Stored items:
◆ ◆ ◆ ◆ ◆ ◆ ◆
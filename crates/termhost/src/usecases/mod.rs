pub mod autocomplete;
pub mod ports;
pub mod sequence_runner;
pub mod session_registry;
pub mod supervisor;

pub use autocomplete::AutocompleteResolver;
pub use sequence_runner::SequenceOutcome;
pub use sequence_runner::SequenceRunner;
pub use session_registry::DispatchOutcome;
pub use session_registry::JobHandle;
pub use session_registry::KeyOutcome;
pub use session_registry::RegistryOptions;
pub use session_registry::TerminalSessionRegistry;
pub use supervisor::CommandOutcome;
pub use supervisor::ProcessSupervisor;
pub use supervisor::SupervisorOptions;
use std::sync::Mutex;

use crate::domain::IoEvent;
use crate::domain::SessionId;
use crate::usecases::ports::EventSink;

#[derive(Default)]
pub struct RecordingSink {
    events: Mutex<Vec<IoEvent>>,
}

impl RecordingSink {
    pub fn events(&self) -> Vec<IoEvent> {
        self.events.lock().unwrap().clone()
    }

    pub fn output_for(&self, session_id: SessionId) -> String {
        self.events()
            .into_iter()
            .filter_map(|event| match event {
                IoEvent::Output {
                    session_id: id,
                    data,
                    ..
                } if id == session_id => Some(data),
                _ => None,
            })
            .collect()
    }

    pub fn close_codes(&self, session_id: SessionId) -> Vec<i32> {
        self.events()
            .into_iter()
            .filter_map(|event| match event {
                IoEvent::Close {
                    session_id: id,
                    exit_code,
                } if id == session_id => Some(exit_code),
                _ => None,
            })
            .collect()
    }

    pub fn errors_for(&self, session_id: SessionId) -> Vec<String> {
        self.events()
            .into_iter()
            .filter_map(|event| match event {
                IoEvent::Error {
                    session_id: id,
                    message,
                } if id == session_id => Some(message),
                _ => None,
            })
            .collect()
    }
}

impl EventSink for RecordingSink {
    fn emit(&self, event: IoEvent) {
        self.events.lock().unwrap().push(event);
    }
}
◆ ◆ ◆ ◆ ◆ ◆ ◆
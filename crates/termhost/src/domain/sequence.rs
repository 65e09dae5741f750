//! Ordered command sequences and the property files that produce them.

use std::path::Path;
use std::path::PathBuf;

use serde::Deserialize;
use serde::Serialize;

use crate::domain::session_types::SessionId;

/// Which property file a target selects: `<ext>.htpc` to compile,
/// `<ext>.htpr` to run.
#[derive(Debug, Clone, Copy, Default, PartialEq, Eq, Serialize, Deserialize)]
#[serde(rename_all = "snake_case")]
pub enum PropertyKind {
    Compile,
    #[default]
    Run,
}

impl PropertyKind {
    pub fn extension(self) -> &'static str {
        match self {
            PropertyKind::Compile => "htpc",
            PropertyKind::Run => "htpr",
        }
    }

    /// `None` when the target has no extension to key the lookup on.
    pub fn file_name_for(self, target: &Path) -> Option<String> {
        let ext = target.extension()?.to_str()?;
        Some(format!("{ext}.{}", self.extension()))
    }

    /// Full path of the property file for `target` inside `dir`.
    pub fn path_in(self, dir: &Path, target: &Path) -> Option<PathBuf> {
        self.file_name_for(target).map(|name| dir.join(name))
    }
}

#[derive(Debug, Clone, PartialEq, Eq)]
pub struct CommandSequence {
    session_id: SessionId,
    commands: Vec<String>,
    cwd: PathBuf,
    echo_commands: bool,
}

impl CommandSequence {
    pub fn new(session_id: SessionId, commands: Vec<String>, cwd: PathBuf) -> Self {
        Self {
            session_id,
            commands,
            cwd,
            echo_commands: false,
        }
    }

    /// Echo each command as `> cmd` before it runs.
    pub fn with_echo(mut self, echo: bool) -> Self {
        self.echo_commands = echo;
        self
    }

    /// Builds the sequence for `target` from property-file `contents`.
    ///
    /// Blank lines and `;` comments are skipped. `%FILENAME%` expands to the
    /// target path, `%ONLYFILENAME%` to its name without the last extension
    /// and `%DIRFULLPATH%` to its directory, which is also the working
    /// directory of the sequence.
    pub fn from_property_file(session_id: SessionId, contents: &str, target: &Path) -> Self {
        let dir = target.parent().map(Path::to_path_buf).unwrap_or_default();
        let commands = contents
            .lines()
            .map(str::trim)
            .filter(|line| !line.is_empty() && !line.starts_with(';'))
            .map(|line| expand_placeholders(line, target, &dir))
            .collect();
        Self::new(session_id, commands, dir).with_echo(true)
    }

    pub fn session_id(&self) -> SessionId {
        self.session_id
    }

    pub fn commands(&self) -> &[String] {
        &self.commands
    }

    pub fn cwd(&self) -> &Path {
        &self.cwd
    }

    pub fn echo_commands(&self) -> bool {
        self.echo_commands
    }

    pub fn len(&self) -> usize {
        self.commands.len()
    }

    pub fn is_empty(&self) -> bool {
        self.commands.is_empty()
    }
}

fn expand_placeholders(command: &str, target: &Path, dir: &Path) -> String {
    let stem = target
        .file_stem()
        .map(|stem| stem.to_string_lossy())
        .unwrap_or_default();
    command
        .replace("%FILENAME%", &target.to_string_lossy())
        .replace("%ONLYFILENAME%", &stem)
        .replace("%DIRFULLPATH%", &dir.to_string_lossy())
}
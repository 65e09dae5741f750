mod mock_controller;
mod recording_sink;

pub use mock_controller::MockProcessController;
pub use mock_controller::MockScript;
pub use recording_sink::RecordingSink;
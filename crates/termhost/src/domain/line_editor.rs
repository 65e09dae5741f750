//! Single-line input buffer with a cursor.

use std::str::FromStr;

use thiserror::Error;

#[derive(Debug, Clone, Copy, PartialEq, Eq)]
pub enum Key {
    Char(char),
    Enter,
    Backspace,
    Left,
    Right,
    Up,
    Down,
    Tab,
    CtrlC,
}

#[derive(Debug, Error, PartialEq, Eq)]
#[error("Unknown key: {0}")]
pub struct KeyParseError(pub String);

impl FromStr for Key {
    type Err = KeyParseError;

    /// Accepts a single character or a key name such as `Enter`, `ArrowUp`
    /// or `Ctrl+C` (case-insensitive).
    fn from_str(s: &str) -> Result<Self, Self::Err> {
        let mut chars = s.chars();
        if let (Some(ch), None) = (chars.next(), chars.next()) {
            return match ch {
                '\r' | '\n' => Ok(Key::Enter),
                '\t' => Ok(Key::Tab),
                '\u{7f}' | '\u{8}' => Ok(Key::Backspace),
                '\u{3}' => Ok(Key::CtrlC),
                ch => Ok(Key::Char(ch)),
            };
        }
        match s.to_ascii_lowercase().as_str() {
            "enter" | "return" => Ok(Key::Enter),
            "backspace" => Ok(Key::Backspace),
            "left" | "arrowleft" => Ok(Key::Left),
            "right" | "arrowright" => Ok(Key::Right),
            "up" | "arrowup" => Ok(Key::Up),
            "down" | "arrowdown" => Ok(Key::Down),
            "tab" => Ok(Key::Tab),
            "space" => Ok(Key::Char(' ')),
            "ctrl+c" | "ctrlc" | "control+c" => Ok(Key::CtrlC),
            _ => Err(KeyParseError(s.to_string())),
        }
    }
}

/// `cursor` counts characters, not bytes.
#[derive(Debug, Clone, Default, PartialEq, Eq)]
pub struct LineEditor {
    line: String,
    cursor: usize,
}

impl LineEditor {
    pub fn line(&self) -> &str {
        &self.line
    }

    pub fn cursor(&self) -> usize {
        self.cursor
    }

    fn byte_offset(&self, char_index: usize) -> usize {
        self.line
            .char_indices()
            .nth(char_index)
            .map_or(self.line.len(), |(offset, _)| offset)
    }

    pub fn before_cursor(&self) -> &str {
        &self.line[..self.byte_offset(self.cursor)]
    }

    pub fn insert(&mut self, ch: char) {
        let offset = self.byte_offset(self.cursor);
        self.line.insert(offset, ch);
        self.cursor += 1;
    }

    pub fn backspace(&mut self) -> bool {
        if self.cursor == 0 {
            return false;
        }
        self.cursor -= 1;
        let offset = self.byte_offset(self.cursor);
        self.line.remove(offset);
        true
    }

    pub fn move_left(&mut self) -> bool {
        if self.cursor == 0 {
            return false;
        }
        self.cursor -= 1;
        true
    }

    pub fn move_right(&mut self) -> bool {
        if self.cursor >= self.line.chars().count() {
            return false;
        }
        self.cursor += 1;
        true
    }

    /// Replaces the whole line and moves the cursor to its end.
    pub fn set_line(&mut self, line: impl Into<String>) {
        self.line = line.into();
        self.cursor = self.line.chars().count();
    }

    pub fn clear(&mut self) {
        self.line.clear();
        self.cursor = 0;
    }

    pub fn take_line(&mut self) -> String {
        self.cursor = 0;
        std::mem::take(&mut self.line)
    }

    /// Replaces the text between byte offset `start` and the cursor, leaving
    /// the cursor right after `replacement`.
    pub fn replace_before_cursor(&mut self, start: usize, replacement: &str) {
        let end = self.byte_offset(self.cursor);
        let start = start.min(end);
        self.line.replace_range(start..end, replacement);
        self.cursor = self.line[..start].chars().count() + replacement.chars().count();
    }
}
◆ ◆ ◆ ◆ ◆ ◆ ◆
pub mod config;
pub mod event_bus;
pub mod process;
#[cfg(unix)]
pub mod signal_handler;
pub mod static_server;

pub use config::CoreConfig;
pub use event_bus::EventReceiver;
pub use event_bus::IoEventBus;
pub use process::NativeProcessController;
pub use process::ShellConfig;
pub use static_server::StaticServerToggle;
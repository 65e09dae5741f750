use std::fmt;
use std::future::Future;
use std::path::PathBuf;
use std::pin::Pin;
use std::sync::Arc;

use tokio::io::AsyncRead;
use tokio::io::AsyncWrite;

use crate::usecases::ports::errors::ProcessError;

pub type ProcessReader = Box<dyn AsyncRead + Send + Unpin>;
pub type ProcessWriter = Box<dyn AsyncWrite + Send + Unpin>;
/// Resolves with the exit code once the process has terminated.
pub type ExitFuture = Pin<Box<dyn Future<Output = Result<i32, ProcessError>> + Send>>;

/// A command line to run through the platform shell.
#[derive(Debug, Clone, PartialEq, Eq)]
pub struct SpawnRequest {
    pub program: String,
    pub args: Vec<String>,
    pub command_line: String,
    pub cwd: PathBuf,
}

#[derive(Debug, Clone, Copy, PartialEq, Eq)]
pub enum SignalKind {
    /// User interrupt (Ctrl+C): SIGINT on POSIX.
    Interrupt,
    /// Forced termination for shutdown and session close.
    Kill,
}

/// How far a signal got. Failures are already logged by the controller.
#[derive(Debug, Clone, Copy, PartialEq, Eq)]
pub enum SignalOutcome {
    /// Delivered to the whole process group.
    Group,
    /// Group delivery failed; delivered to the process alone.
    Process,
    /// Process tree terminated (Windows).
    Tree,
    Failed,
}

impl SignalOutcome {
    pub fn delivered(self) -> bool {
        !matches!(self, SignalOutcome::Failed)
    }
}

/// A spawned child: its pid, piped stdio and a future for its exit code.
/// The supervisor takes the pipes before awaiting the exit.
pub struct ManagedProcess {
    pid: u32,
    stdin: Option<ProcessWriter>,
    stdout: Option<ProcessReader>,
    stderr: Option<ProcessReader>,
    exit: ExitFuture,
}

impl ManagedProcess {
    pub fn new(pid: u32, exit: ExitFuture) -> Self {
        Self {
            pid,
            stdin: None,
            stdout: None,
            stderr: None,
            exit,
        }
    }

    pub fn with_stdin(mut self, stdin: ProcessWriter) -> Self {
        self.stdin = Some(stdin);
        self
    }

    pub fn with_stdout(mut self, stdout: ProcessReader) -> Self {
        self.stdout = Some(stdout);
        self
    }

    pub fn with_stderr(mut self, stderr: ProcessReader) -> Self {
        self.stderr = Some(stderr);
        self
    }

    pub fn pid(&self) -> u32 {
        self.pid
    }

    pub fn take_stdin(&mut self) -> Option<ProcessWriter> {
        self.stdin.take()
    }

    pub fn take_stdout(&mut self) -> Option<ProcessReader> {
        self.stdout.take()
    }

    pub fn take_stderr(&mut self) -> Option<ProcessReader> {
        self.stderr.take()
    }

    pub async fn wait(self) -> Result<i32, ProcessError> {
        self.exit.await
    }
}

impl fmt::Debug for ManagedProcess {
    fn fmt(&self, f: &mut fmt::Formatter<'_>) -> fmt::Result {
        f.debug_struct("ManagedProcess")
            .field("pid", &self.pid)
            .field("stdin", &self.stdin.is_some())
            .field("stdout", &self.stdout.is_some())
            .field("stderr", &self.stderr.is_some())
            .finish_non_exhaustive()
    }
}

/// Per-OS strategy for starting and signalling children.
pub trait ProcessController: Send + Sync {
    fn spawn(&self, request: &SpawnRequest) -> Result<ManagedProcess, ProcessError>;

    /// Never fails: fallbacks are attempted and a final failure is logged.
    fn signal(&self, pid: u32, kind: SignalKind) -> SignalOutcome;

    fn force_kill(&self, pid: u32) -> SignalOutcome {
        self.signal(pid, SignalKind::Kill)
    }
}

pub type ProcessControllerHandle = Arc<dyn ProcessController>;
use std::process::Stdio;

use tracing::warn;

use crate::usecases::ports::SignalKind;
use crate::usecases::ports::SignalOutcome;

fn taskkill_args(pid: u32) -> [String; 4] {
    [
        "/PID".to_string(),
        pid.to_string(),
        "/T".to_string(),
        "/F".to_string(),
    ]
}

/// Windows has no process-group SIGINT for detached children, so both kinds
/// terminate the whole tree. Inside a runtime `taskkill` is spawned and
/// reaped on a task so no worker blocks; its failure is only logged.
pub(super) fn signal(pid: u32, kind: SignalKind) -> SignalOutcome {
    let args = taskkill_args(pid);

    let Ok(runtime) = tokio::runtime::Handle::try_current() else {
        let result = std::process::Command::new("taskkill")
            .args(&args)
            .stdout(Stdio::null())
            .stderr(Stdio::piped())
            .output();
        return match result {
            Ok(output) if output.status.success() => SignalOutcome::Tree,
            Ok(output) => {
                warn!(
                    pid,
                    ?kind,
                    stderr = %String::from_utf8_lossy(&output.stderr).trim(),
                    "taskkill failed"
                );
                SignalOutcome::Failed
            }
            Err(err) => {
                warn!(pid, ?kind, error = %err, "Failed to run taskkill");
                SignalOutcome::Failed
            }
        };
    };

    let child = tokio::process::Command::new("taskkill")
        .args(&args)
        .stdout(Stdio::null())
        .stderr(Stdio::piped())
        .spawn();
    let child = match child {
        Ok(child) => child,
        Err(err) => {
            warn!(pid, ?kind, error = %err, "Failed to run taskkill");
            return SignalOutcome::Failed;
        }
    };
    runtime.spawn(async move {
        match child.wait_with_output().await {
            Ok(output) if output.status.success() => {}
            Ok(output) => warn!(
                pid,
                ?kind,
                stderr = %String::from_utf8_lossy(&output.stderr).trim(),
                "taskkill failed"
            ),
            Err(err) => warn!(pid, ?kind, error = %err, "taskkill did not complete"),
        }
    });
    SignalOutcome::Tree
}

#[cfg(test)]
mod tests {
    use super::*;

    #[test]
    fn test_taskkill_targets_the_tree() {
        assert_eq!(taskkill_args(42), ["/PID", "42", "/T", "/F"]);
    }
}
◆ ◆ ◆ ◆ ◆ ◆ ◆
Task brief :: All that belongs in the answer is the run of lines above from the line containing "let ext = target.extension()?.to_str()?;" through the line containing "pub fn path_in(self, dir: &Path, target: &Path)", exactly as written.

Exercise answer ::
        let ext = target.extension()?.to_str()?;
        Some(format!("{ext}.{}", self.extension()))
    }

    /// Full path of the property file for `target` inside `dir`.
    pub fn path_in(self, dir: &Path, target: &Path) -> Option<PathBuf> {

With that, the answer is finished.